While Thriller was an album that heavily influenced Vol. 3, and Jay says it is “the best album ever made,” it is Off The Wall that Jay counts as his favorite project from the King of Pop. “Off The Wall was one of those albums that was timeless, that didn’t have a genre,” Jay told Rhapsody in 2009. “It was colorless. It was ageless, like me and my mom listen to it together all the time. It was one of those things that the whole family listened to. I think it was a perfect album … I think ‘Thriller’ although was the biggest album, you know had huge records, but these records that were on Off the Wall were so timeless and emotional.”

In his 2017 TIDAL-exclusive Rap Radar interview with Elliott Wilson and Brian “B.Dot” Miller, Hov would say that “Vol. 2 is the Thriller to Blueprint’s Off The Wall.” 1998’s Vol. 2… Hard Knock Life is still his biggest selling album, and produced six popular singles. “I’m not talking about chronology, I’m talking about: what Thriller is to Michael is what Vol. 2 is to me. What Off The Wall is to him is what Blueprint [is for me]—the beloved album that everyone loves versus the one that was so big that you gotta call it [a classic].” He then named Reasonable Doubt, Vol. 2, The Blueprint, The Black Album, American Gangster and 4:44 as the six albums he believes deserves classic status.

Shawn Carter has said that telling his mother, Gloria Carter, that one of her favorite acts had co-signed her son and appeared onstage with him was one of the best feelings he has ever had. “It was fantastic. I could tell my Mama, ‘I’ve arrived.’ Mike liked my flow on ‘Hard Knock Life,’ nobody can tell me nothing. I’m good.” With Gloria Carter and Adnis Reeves being the couple in the neighborhood with the most coveted record collection, listening to The Jackson 5 and Michael Jackson’s solo efforts being played at house parties was a huge part of Shawn’s childhood.

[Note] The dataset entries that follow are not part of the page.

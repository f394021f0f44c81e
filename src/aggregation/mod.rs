//! # Aggregation Engine
//!
//! Read-only views computed on demand from stored campaign metric rows:
//! summary with period-over-period change, per-platform performance, spend
//! distribution, top campaigns, daily timeseries and insights.
//!
//! The view functions are pure over a row slice; [`AggregationEngine`] only
//! loads rows and connections and hands them over. Absence of data is never an
//! error: an empty window yields zeros.

use std::collections::{BTreeMap, HashMap};
use std::sync::Arc;

use chrono::{NaiveDate, Utc};
use tracing::{debug, warn};
use uuid::Uuid;

use crate::date_range::{DEFAULT_WINDOW_DAYS, DateRange};
use crate::error::{AppError, AppResult};
use crate::models::campaign_metric;
use crate::platform::Platform;
use crate::repositories::{ConnectionRepository, InsightRepository, MetricsRepository};

pub mod insights;
pub mod measures;
pub mod views;

#[cfg(test)]
mod tests;

use measures::{Totals, percent_change, safe_ratio, value_or};
pub use views::{
    InsightType, MetricInsight, MetricSummary, PerformanceTimeseriesPoint, PlatformPerformance,
    SpendDistribution, TimeseriesMetric, TopCampaign,
};

/// Default and maximum `limit` for top campaigns
pub const DEFAULT_TOP_CAMPAIGNS: u64 = 5;
pub const MAX_TOP_CAMPAIGNS: u64 = 100;

fn row_platform(row: &campaign_metric::Model) -> Option<Platform> {
    match row.platform.parse() {
        Ok(platform) => Some(platform),
        Err(_) => {
            warn!(platform = %row.platform, row_id = %row.id, "Ignoring metric row with unknown platform");
            None
        }
    }
}

/// Totals, averages and percent change against `previous`.
pub fn summarize(
    current: &[campaign_metric::Model],
    previous: &[campaign_metric::Model],
    value_per_conversion: f64,
) -> MetricSummary {
    let now = Totals::from_rows(current);
    let before = Totals::from_rows(previous);

    MetricSummary {
        total_spend: now.spend,
        total_impressions: now.impressions,
        total_clicks: now.clicks,
        total_conversions: now.conversions,
        average_ctr: now.ctr(),
        average_cpc: now.cpc(),
        average_cost_per_conversion: now.cost_per_conversion(),
        overall_roas: now.roas(value_per_conversion),
        spend_change: percent_change(now.spend, before.spend),
        roas_change: percent_change(
            now.roas(value_per_conversion),
            before.roas(value_per_conversion),
        ),
        conversions_change: percent_change(now.conversions, before.conversions),
        cost_per_conversion_change: percent_change(
            now.cost_per_conversion(),
            before.cost_per_conversion(),
        ),
    }
}

/// One entry per platform that has rows or a connection, in [`Platform::ALL`] order.
pub fn platform_performance(
    rows: &[campaign_metric::Model],
    connected: &[Platform],
    value_per_conversion: f64,
) -> Vec<PlatformPerformance> {
    let mut totals: HashMap<Platform, Totals> = HashMap::new();
    for row in rows {
        if let Some(platform) = row_platform(row) {
            totals.entry(platform).or_default().add(row);
        }
    }

    Platform::ALL
        .into_iter()
        .filter(|platform| totals.contains_key(platform) || connected.contains(platform))
        .map(|platform| {
            let t = totals.get(&platform).copied().unwrap_or_default();
            PlatformPerformance {
                platform,
                spend: t.spend,
                clicks: t.clicks,
                impressions: t.impressions,
                conversions: t.conversions,
                roas: t.roas(value_per_conversion),
                cpc: t.cpc(),
                ctr: t.ctr(),
                cost_per_conversion: t.cost_per_conversion(),
                is_connected: connected.contains(&platform),
            }
        })
        .collect()
}

/// Share of total spend per platform; all zero when nothing was spent.
pub fn spend_distribution(performance: &[PlatformPerformance]) -> Vec<SpendDistribution> {
    let total: f64 = performance.iter().map(|p| p.spend).sum();
    performance
        .iter()
        .map(|p| SpendDistribution {
            platform: p.platform,
            percentage: safe_ratio(p.spend, total) * 100.0,
            is_connected: p.is_connected,
        })
        .collect()
}

/// Campaigns grouped by (campaign id, platform), best ROAS first.
///
/// Ties on ROAS fall back to spend (descending), then campaign id and
/// platform (ascending) so the order is stable. The reported name is the one
/// on the campaign's most recent row.
pub fn top_campaigns(
    rows: &[campaign_metric::Model],
    limit: usize,
    value_per_conversion: f64,
) -> Vec<TopCampaign> {
    struct Group<'a> {
        name: &'a str,
        latest: NaiveDate,
        spend: f64,
        conversions: f64,
    }

    let mut groups: BTreeMap<(&str, Platform), Group<'_>> = BTreeMap::new();
    for row in rows {
        let Some(platform) = row_platform(row) else {
            continue;
        };
        let group = groups
            .entry((row.campaign_id.as_str(), platform))
            .or_insert(Group {
                name: &row.campaign_name,
                latest: row.date,
                spend: 0.0,
                conversions: 0.0,
            });
        if row.date >= group.latest {
            group.latest = row.date;
            group.name = &row.campaign_name;
        }
        group.spend += value_or(row.spend);
        group.conversions += value_or(row.conversions);
    }

    let mut campaigns: Vec<TopCampaign> = groups
        .into_iter()
        .map(|((campaign_id, platform), group)| TopCampaign {
            campaign_id: campaign_id.to_string(),
            campaign_name: group.name.to_string(),
            platform,
            spend: group.spend,
            conversions: group.conversions,
            roas: safe_ratio(group.conversions * value_per_conversion, group.spend),
        })
        .collect();

    campaigns.sort_by(|a, b| {
        b.roas
            .total_cmp(&a.roas)
            .then_with(|| b.spend.total_cmp(&a.spend))
            .then_with(|| a.campaign_id.cmp(&b.campaign_id))
            .then_with(|| a.platform.cmp(&b.platform))
    });
    campaigns.truncate(limit);
    campaigns
}

/// One point per day of `range`, zero-filled. Ratios are computed from the
/// day's sums, never by adding per-row ratios.
pub fn performance_timeseries(
    rows: &[campaign_metric::Model],
    range: DateRange,
    metric: TimeseriesMetric,
    platform: Option<Platform>,
    value_per_conversion: f64,
) -> Vec<PerformanceTimeseriesPoint> {
    let mut by_day: HashMap<NaiveDate, Totals> = HashMap::new();
    for row in rows {
        if !range.contains(row.date) {
            continue;
        }
        if let Some(filter) = platform
            && row.platform != filter.as_str()
        {
            continue;
        }
        by_day.entry(row.date).or_default().add(row);
    }

    range
        .iter_days()
        .map(|day| {
            let t = by_day.get(&day).copied().unwrap_or_default();
            let value = match metric {
                TimeseriesMetric::Spend => t.spend,
                TimeseriesMetric::Conversions => t.conversions,
                TimeseriesMetric::Ctr => t.ctr(),
                TimeseriesMetric::Roas => t.roas(value_per_conversion),
            };
            PerformanceTimeseriesPoint::new(day, platform, metric, value)
        })
        .collect()
}

/// Loads rows and connections and computes the views for a user.
#[derive(Clone)]
pub struct AggregationEngine {
    metrics: MetricsRepository,
    connections: Arc<ConnectionRepository>,
    insights: InsightRepository,
    value_per_conversion: f64,
}

impl AggregationEngine {
    pub fn new(
        metrics: MetricsRepository,
        connections: Arc<ConnectionRepository>,
        insights: InsightRepository,
        value_per_conversion: f64,
    ) -> Self {
        Self {
            metrics,
            connections,
            insights,
            value_per_conversion,
        }
    }

    async fn connected_platforms(&self, user_id: Uuid) -> AppResult<Vec<Platform>> {
        Ok(self
            .connections
            .list_connections(user_id)
            .await?
            .iter()
            .filter_map(|connection| connection.platform.parse().ok())
            .collect())
    }

    pub async fn get_metrics_summary(
        &self,
        user_id: Uuid,
        range: DateRange,
        platform: Option<Platform>,
    ) -> AppResult<MetricSummary> {
        let current = self.metrics.query_metrics(user_id, range, platform).await?;
        let previous = self
            .metrics
            .query_metrics(user_id, range.previous_period(), platform)
            .await?;
        debug!(
            current_rows = current.len(),
            previous_rows = previous.len(),
            "Computing metrics summary"
        );
        Ok(summarize(&current, &previous, self.value_per_conversion))
    }

    pub async fn get_platform_performance(
        &self,
        user_id: Uuid,
        range: DateRange,
    ) -> AppResult<Vec<PlatformPerformance>> {
        let rows = self.metrics.query_metrics(user_id, range, None).await?;
        let connected = self.connected_platforms(user_id).await?;
        Ok(platform_performance(&rows, &connected, self.value_per_conversion))
    }

    pub async fn get_spend_distribution(
        &self,
        user_id: Uuid,
        range: DateRange,
    ) -> AppResult<Vec<SpendDistribution>> {
        let performance = self.get_platform_performance(user_id, range).await?;
        Ok(spend_distribution(&performance))
    }

    pub async fn get_top_campaigns(
        &self,
        user_id: Uuid,
        range: DateRange,
        limit: u64,
        platform: Option<Platform>,
    ) -> AppResult<Vec<TopCampaign>> {
        if !(1..=MAX_TOP_CAMPAIGNS).contains(&limit) {
            return Err(AppError::validation(
                "limit",
                format!("limit must be between 1 and {MAX_TOP_CAMPAIGNS}"),
            ));
        }
        let rows = self.metrics.query_metrics(user_id, range, platform).await?;
        Ok(top_campaigns(&rows, limit as usize, self.value_per_conversion))
    }

    pub async fn get_performance_timeseries(
        &self,
        user_id: Uuid,
        range: DateRange,
        metric: TimeseriesMetric,
        platform: Option<Platform>,
    ) -> AppResult<Vec<PerformanceTimeseriesPoint>> {
        let rows = self.metrics.query_metrics(user_id, range, platform).await?;
        Ok(performance_timeseries(
            &rows,
            range,
            metric,
            platform,
            self.value_per_conversion,
        ))
    }

    /// Stored and derived insights, newest first, at most five.
    ///
    /// Derived insights compare the 30 days ending `today` with the 30 before.
    pub async fn get_metric_insights(
        &self,
        user_id: Uuid,
        today: NaiveDate,
    ) -> AppResult<Vec<MetricInsight>> {
        let current_range = DateRange::last_days(today, DEFAULT_WINDOW_DAYS);
        let previous_range = current_range.previous_period();
        let rows = self
            .metrics
            .query_metrics(
                user_id,
                DateRange {
                    start: previous_range.start,
                    end: current_range.end,
                },
                None,
            )
            .await?;

        let (current, previous): (Vec<_>, Vec<_>) = rows
            .into_iter()
            .partition(|row| current_range.contains(row.date));

        let connected = self.connected_platforms(user_id).await?;
        let connected_without_data: Vec<Platform> = connected
            .into_iter()
            .filter(|platform| !current.iter().any(|row| row.platform == platform.as_str()))
            .collect();

        let mut all = insights::derive_insights(
            &Totals::from_rows(&current),
            &Totals::from_rows(&previous),
            self.value_per_conversion,
            &connected_without_data,
            Utc::now(),
        );

        let stored = self
            .insights
            .list_recent(user_id, insights::MAX_INSIGHTS as u64)
            .await?;
        all.extend(stored.into_iter().filter_map(|model| {
            match model.insight_type.parse::<InsightType>() {
                Ok(insight_type) => Some(MetricInsight {
                    insight_type,
                    title: model.title,
                    message: model.message,
                    timestamp: model.created_at.with_timezone(&Utc),
                }),
                Err(_) => {
                    warn!(insight_id = %model.id, "Skipping stored insight with unknown type");
                    None
                }
            }
        }));

        Ok(insights::merge_newest_first(all))
    }
}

When Michael Jackson passed away on June 25, 2009 Jay-Z was at the Rocawear offices in Midtown Manhattan and received a page from one of his close friends about the tragic news. He immediately turned on CNN and watched as the station confirmed the rumors. On the six-date “Jay-Z & Ciara Live” mini-tour, which began the week after MJ’s untimely death, Jay dedicated a portion of his nightly set to playing MJ classics and asking the crowd to “put your two’s in the air for Michael Jackson, the greatest entertainer of all-time. We don’t mourn death, we celebrate life. So don’t wait until someone is gone to tell them how much you appreciate them.”

 

After the CRAZY Summer Jam incident, Nas responded to Hov by dropping two diss tracks, “Stillmatic” and Ether. Then Jay dropped “Super Ugly,” and some people say he took it too far when he insinuated he and Allen Iverson had slept with Nas’ baby mom, Carmen Bryan. They eventually squashed the beef in 2005.